[YOUR GOAL] Emit a verbatim copy of the lines running from the line with "dir, &mut tree)" through the end of the material below.

[SUPPLIED DATA]
────────
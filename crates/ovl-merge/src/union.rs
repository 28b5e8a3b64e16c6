//! Folding edit directories onto a base commit.

use std::path::{Path, PathBuf};

use ovl_repo::{CheckoutMode, Transaction, TreeStore};
use ovl_types::ObjectId;
use tracing::{debug, info, warn};

use crate::config::MergeConfig;
use crate::error::{ErrorKind, MergeError, MergeResult};
use crate::scratch::ScratchDir;

/// Merges edit directories onto a base commit through a scratch checkout.
///
/// Each merge commits the edits to the isolated branch, checks the base out
/// into `<storage_dir>/<scratch_name>` in union mode, overlays the isolated
/// branch with whiteouts applied, and commits the result under the final
/// branch. The scratch directory is removed on every exit path.
#[derive(Debug)]
pub struct UnionMerger<S> {
    store: S,
    storage_dir: PathBuf,
    config: MergeConfig,
}

impl<S: TreeStore> UnionMerger<S> {
    /// A merger with default branch names, assembling merges under
    /// `storage_dir`.
    pub fn new(store: S, storage_dir: impl Into<PathBuf>) -> Self {
        Self {
            store,
            storage_dir: storage_dir.into(),
            config: MergeConfig::default(),
        }
    }

    pub fn with_config(mut self, config: MergeConfig) -> Self {
        self.config = config;
        self
    }

    pub fn store(&self) -> &S {
        &self.store
    }

    pub fn config(&self) -> &MergeConfig {
        &self.config
    }

    /// Commit the contents of `dir` under `branch`; see [`commit_directory`].
    pub fn commit_directory(
        &self,
        dir: &Path,
        branch: &str,
        subject: Option<&str>,
        body: Option<&str>,
    ) -> MergeResult<ObjectId> {
        commit_directory(&self.store, dir, branch, subject, body)
    }

    /// Merge one edits directory onto `base_ref`; returns the commit now at
    /// `final_branch`.
    pub fn merge(
        &self,
        base_ref: &str,
        edits_dir: &Path,
        final_branch: &str,
    ) -> MergeResult<ObjectId> {
        self.merge_layers(base_ref, &[edits_dir], final_branch, |_| {})
    }

    /// Merge several edit directories onto `base_ref`, in order, so later
    /// layers win. `pre_apply` runs before each layer is committed and
    /// overlaid.
    pub fn merge_layers<P, F>(
        &self,
        base_ref: &str,
        layers: &[P],
        final_branch: &str,
        mut pre_apply: F,
    ) -> MergeResult<ObjectId>
    where
        P: AsRef<Path>,
        F: FnMut(&Path),
    {
        let Some((first, rest)) = layers.split_first() else {
            return Err(MergeError::new(
                ErrorKind::Merge,
                "no changes directories to merge",
            ));
        };
        if !self.storage_dir.is_dir() {
            return Err(MergeError::new(
                ErrorKind::Merge,
                format!(
                    "storage directory {} does not exist",
                    self.storage_dir.display()
                ),
            ));
        }

        pre_apply(first.as_ref());
        self.commit_layer(first.as_ref())?;

        let scratch = ScratchDir::create(&self.storage_dir, &self.config.scratch_name)?;
        self.checkout_base(base_ref, scratch.path())?;
        self.overlay_isolated(scratch.path())?;

        for layer in rest {
            pre_apply(layer.as_ref());
            self.commit_layer(layer.as_ref())?;
            self.overlay_isolated(scratch.path())?;
        }

        let commit = self.commit_directory(
            scratch.path(),
            final_branch,
            self.config.subject.as_deref(),
            self.config.body.as_deref(),
        )?;
        scratch.remove()?;

        info!(
            base = base_ref,
            branch = final_branch,
            layers = layers.len(),
            commit = %commit,
            "merge complete"
        );
        Ok(commit)
    }

    fn commit_layer(&self, layer: &Path) -> MergeResult<ObjectId> {
        info!(layer = %layer.display(), "applying changes");
        self.commit_directory(layer, &self.config.isolated_branch, None, None)
            .map_err(|e| prefix(e, "cannot commit changes"))
    }

    fn checkout_base(&self, base_ref: &str, scratch: &Path) -> MergeResult<()> {
        let base = self
            .store
            .resolve_rev(base_ref)
            .map_err(|e| MergeError::from_repo(format!("cannot resolve base {base_ref}"), e))?;
        debug!(base = base_ref, commit = %base.short_hex(), "checking out base");
        self.store
            .checkout(&base, scratch, CheckoutMode::Union)
            .map_err(|e| MergeError::from_repo("cannot check out base tree", e))?;
        Ok(())
    }

    fn overlay_isolated(&self, scratch: &Path) -> MergeResult<()> {
        let branch = &self.config.isolated_branch;
        let changes = self
            .store
            .resolve_rev(branch)
            .map_err(|e| MergeError::from_repo(format!("cannot resolve {branch}"), e))?;
        debug!(branch = %branch, commit = %changes.short_hex(), "overlaying changes");
        self.store
            .checkout(&changes, scratch, CheckoutMode::OverlayWhiteouts)
            .map_err(|e| MergeError::from_repo("cannot check out changes", e))?;
        Ok(())
    }
}

/// Commit the contents of `dir` as a new root commit and point `branch` at
/// it, all in one transaction.
///
/// A failure after the transaction opens aborts it before the error is
/// returned, so `branch` is either untouched or names the new commit.
pub fn commit_directory<S: TreeStore + ?Sized>(
    store: &S,
    dir: &Path,
    branch: &str,
    subject: Option<&str>,
    body: Option<&str>,
) -> MergeResult<ObjectId> {
    debug!(dir = %dir.display(), branch, "committing directory");
    let mut txn = store
        .begin_transaction()
        .map_err(|e| MergeError::from_repo("cannot start transaction", e))?;

    let commit = match stage_commit(store, &mut txn, dir, branch, subject, body) {
        Ok(commit) => commit,
        Err(err) => {
            if let Err(abort) = store.abort_transaction(txn) {
                warn!(error = %abort, "cannot abort transaction");
            }
            return Err(err);
        }
    };

    let stats = store
        .commit_transaction(txn)
        .map_err(|e| MergeError::from_repo("cannot commit transaction", e))?;
    debug!(
        branch,
        commit = %commit.short_hex(),
        content_bytes = stats.content_bytes_written,
        content_objects = stats.content_objects_written,
        "transaction committed"
    );
    Ok(commit)
}

fn stage_commit<S: TreeStore + ?Sized>(
    store: &S,
    txn: &mut Transaction,
    dir: &Path,
    branch: &str,
    subject: Option<&str>,
    body: Option<&str>,
) -> MergeResult<ObjectId> {
    let mut tree = store.new_tree_builder();
    store
        .write_directory_into(txn, dir, &mut tree)
        .map_err(|e| MergeError::from_repo(format!("cannot add {} to commit", dir.display()), e))?;
    let root = store
        .finalize_tree(txn, &tree)
        .map_err(|e| MergeError::from_repo("cannot write tree", e))?;
    let commit = store
        .write_commit(txn, None, subject, body, root)
        .map_err(|e| MergeError::from_repo("cannot write commit", e))?;
    store
        .set_branch(txn, branch, commit)
        .map_err(|e| MergeError::from_repo(format!("cannot set branch {branch}"), e))?;
    Ok(commit)
}

fn prefix(err: MergeError, context: &str) -> MergeError {
    let detail = match err.detail() {
        Some(detail) => format!("{}: {detail}", err.message()),
        None => err.message().to_string(),
    };
    MergeError::new(err.kind(), context)
        .with_detail(detail)
        .with_source(err)
}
────────
[TASK RESULT]
        .write_directory_into(txn, dir, &mut tree)
        .map_err(|e| MergeError::from_repo(format!("cannot add {} to commit", dir.display()), e))?;
    let root = store
        .finalize_tree(txn, &tree)
        .map_err(|e| MergeError::from_repo("cannot write tree", e))?;
    let commit = store
        .write_commit(txn, None, subject, body, root)
        .map_err(|e| MergeError::from_repo("cannot write commit", e))?;
    store
        .set_branch(txn, branch, commit)
        .map_err(|e| MergeError::from_repo(format!("cannot set branch {branch}"), e))?;
    Ok(commit)
}

fn prefix(err: MergeError, context: &str) -> MergeError {
    let detail = match err.detail() {
        Some(detail) => format!("{}: {detail}", err.message()),
        None => err.message().to_string(),
    };
    MergeError::new(err.kind(), context)
        .with_detail(detail)
        .with_source(err)
}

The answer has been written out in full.